═══ Data provided ═══

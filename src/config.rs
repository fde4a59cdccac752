//! UI Configuration
//!
//! Timings and limits, with defaults overridable from the host page:
//! `<meta name="menu-planner:debounce_ms" content="250">`.

use leptos::prelude::*;
use wasm_bindgen::JsCast;

const META_PREFIX: &str = "menu-planner:";

/// Floor for `min_query_chars`: one-letter lookups are never sent
pub const MIN_QUERY_CHARS: usize = 2;

#[derive(Debug, Clone, Copy, PartialEq, Eq)]
pub struct UiConfig {
    /// Quiet period before a suggestion lookup
    pub debounce_ms: u32,
    /// Shorter (trimmed) queries never reach the server
    pub min_query_chars: usize,
    /// At least 1
    pub suggestion_limit: u32,
    /// Delay between a success notification and the view reload
    pub reload_delay_ms: u32,
    pub toast_ms: u32,
}

impl Default for UiConfig {
    fn default() -> Self {
        Self {
            debounce_ms: 300,
            min_query_chars: MIN_QUERY_CHARS,
            suggestion_limit: 10,
            reload_delay_ms: 1500,
            toast_ms: 3000,
        }
    }
}

impl UiConfig {
    /// Apply one `key = value` override. Returns false when the key is
    /// unknown or the value does not parse; the config is then unchanged.
    pub fn apply(&mut self, key: &str, value: &str) -> bool {
        let value = value.trim();
        match key {
            "debounce_ms" => parse_into(value, &mut self.debounce_ms),
            "min_query_chars" => parse_at_least(value, MIN_QUERY_CHARS, &mut self.min_query_chars),
            "suggestion_limit" => parse_at_least(value, 1, &mut self.suggestion_limit),
            "reload_delay_ms" => parse_into(value, &mut self.reload_delay_ms),
            "toast_ms" => parse_into(value, &mut self.toast_ms),
            _ => false,
        }
    }

    /// Defaults plus the `<meta name="menu-planner:*">` overrides of the page
    pub fn from_document() -> Self {
        let mut config = Self::default();
        let Some(doc) = web_sys::window().and_then(|w| w.document()) else {
            return config;
        };
        let Ok(metas) = doc.query_selector_all("meta[name^='menu-planner:']") else {
            return config;
        };
        for i in 0..metas.length() {
            let Some(el) = metas.item(i).and_then(|n| n.dyn_into::<web_sys::Element>().ok()) else {
                continue;
            };
            let name = el.get_attribute("name").unwrap_or_default();
            let content = el.get_attribute("content").unwrap_or_default();
            let key = name.trim_start_matches(META_PREFIX);
            if !config.apply(key, &content) {
                web_sys::console::warn_1(&format!("[Config] Ignoring {}={:?}", name, content).into());
            }
        }
        config
    }
}

fn parse_into<T: std::str::FromStr>(value: &str, slot: &mut T) -> bool {
    match value.parse() {
        Ok(v) => {
            *slot = v;
            true
        }
        Err(_) => false,
    }
}

/// Like `parse_into`, raising values below `floor` to it
fn parse_at_least<T: std::str::FromStr + Ord + Copy>(value: &str, floor: T, slot: &mut T) -> bool {
    match value.parse::<T>() {
        Ok(v) => {
            *slot = v.max(floor);
            true
        }
        Err(_) => false,
    }
}

/// Get the UI config from context
pub fn use_config() -> UiConfig {
    use_context::<UiConfig>().unwrap_or_default()
}

#[cfg(test)]
mod tests {
    use super::*;

    #[test]
    fn test_overrides() {
        let mut config = UiConfig::default();
        assert!(config.apply("debounce_ms", " 120 "));
        assert!(config.apply("suggestion_limit", "5"));
        assert_eq!(config.debounce_ms, 120);
        assert_eq!(config.suggestion_limit, 5);
    }

    #[test]
    fn test_overrides_are_clamped() {
        let mut config = UiConfig::default();
        assert!(config.apply("min_query_chars", "0"));
        assert!(config.apply("suggestion_limit", "0"));
        assert_eq!(config.min_query_chars, 2);
        assert_eq!(config.suggestion_limit, 1);

        assert!(config.apply("min_query_chars", "3"));
        assert_eq!(config.min_query_chars, 3);
    }

    #[test]
    fn test_bad_overrides_leave_defaults() {
        let mut config = UiConfig::default();
        assert!(!config.apply("debounce_ms", "fast"));
        assert!(!config.apply("colour", "blue"));
        assert_eq!(config, UiConfig::default());
    }
}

═══

**Your goal:** Please restate the records word for word. Go from the first line to the line with "#[derive(Debug, Clone, Copy, PartialEq, Eq)]" and include both.

**Answer to this problem:**
filename src/config.rs
repository fde4a59cdccac752
//! UI Configuration
//!
//! Timings and limits, with defaults overridable from the host page:
//! `<meta name="menu-planner:debounce_ms" content="250">`.

use leptos::prelude::*;
use wasm_bindgen::JsCast;

const META_PREFIX: &str = "menu-planner:";

/// Floor for `min_query_chars`: one-letter lookups are never sent
pub const MIN_QUERY_CHARS: usize = 2;

#[derive(Debug, Clone, Copy, PartialEq, Eq)]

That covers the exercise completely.